Kenny Chesney singles chronology
| "Setting the World on Fire" (2016) | "Bar at the End of the World" (2017) | "All the Pretty Girls" (2017) |

= Bar at the End of the World =

"Bar at the End of the World" is a song written by J. T. Harding, Aimee Mayo, and David Lee Murphy and recorded by American country music artist Kenny Chesney, released on 2 January 2017 as the third single from Chesney's album Cosmic Hallelujah (2016).

==Content==
The song is a mid-tempo recalling a bar. Co-writer J. T. Harding told Nash Country Daily that the song was inspired by "these bars there that you can only get to by boat" that he saw while visiting a friend in the Virgin Islands. He said that he did not have a title for the song until he saw a sign reading "Tavern at the End of the World" in Boston.
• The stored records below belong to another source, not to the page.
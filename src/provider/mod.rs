use async_trait::async_trait;
use serde_json::Value;
use tracing::{debug, warn};

use crate::config::{Config, ProviderKind};
use crate::errors::GenerationError;
use crate::prompt::Prompt;
use crate::schema::Generated;
use crate::wire::GenerationRequest;

pub mod gemini;
pub mod openai;
pub mod scripted;

/// One external completion backend. Returns the raw text of the reply.
#[async_trait]
pub trait Provider: Send + Sync {
    fn name(&self) -> &str;

    async fn complete(&self, req: &GenerationRequest) -> Result<String, GenerationError>;
}

pub type DynProvider = Box<dyn Provider + Send + Sync>;

/// Read the credential from the environment. A blank value counts as missing.
pub fn read_credential(env_var: &str) -> Result<String, GenerationError> {
    match std::env::var(env_var) {
        Ok(v) if !v.trim().is_empty() => Ok(v),
        _ => Err(GenerationError::Configuration(format!("{env_var} env var is not set"))),
    }
}

/// Build the configured backend. Fails up front when the credential is missing.
pub fn make_provider(cfg: &Config) -> Result<DynProvider, GenerationError> {
    let api_key = read_credential(&cfg.api_key_env())?;
    let model = cfg.model();
    let api_base = cfg.api_base.clone();
    match cfg.provider {
        ProviderKind::Gemini => {
            let mut p = gemini::GeminiProvider::new(api_key, model);
            if let Some(base) = api_base {
                p = p.with_api_base(base);
            }
            Ok(Box::new(p))
        }
        ProviderKind::OpenAI => {
            let mut p = openai::OpenAIProvider::new(api_key, model);
            if let Some(base) = api_base {
                p = p.with_api_base(base);
            }
            Ok(Box::new(p))
        }
    }
}

/// Stateless wrapper that turns provider text into a validated entity.
///
/// Each call is a single attempt; failures are returned to the caller as-is.
pub struct GenerationClient {
    provider: DynProvider,
}

impl GenerationClient {
    pub fn new(provider: DynProvider) -> Self {
        Self { provider }
    }

    pub fn provider_name(&self) -> &str {
        self.provider.name()
    }

    pub async fn generate<T: Generated>(&self, prompt: &Prompt) -> Result<T, GenerationError> {
        let req = GenerationRequest {
            call: prompt.call,
            system: prompt.system.clone(),
            user: prompt.user.clone(),
            schema: T::schema(),
            thinking_budget: prompt.thinking_budget,
        };
        debug!(
            provider = self.provider.name(),
            call = %req.call,
            budget = req.thinking_budget,
            output = T::NAME,
            "sending generation request"
        );

        let text = self.provider.complete(&req).await?;
        if text.trim().is_empty() {
            return Err(GenerationError::EmptyResponse(self.provider.name().to_string()));
        }

        decode::<T>(&text).map_err(|e| {
            warn!(call = %req.call, error = %e, "model output rejected");
            e
        })
    }
}

/// Parse, check against `T::schema()`, then deserialize.
pub fn decode<T: Generated>(text: &str) -> Result<T, GenerationError> {
    let mut value = parse_json(text)
        .map_err(|e| GenerationError::Decode(format!("{} is not valid JSON: {e}", T::NAME)))?;
    let schema = T::schema();
    schema
        .validate(&value)
        .map_err(|v| GenerationError::Decode(format!("{} does not match schema {v}", T::NAME)))?;
    schema.drop_optional_nulls(&mut value);
    serde_json::from_value(value).map_err(|e| GenerationError::Decode(format!("{}: {e}", T::NAME)))
}

fn parse_json(text: &str) -> Result<Value, serde_json::Error> {
    match serde_json::from_str::<Value>(text.trim()) {
        Ok(v) => Ok(v),
        Err(e) => {
            // Fallback: the model wrapped the object in prose or a code fence.
            if let Some(obj) = extract_first_json_object(text) {
                if let Ok(v) = serde_json::from_str::<Value>(obj) {
                    return Ok(v);
                }
            }
            Err(e)
        }
    }
}

/// Extracts the first top-level JSON object substring from a string.
/// Braces inside string literals are ignored; returns None if not found.
fn extract_first_json_object(s: &str) -> Option<&str> {
    let mut start = None;
    let mut depth = 0usize;
    let mut in_string = false;
    let mut escaped = false;

    for (i, b) in s.bytes().enumerate() {
        if in_string {
            match b {
                _ if escaped => escaped = false,
                b'\\' => escaped = true,
                b'"' => in_string = false,
                _ => {}
            }
            continue;
        }
        match b {
            b'"' if start.is_some() => in_string = true,
            b'{' => {
                if start.is_none() {
                    start = Some(i);
                }
                depth += 1;
            }
            b'}' if depth > 0 => {
                depth -= 1;
                if depth == 0 {
                    return start.map(|st| &s[st..=i]);
                }
            }
            _ => {}
        }
    }
    None
}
Harding presented the idea to David Lee Murphy at a songwriting session, and Murphy provided the opening lines.

==Charts==

===Weekly charts===

| Chart (2017) | Peak position |
|---|---|
| Canada Country (Billboard) | 2 |
| US Billboard Hot 100 | 92 |
| US Country Airplay (Billboard) | 10 |
| US Hot Country Songs (Billboard) | 17 |

===Year-end charts===

| Chart (2017) | Position |
|---|---|
| Canada Country (Billboard) | 43 |
| US Country Airplay (Billboard) | 56 |
| US Hot Country Songs (Billboard) | 64 |

== Certifications ==

| Region | Certification | Certified units/sales |
| United States (RIAA) | Gold | 500,000^{‡} |
^{‡} Sales+streaming figures based on certification alone.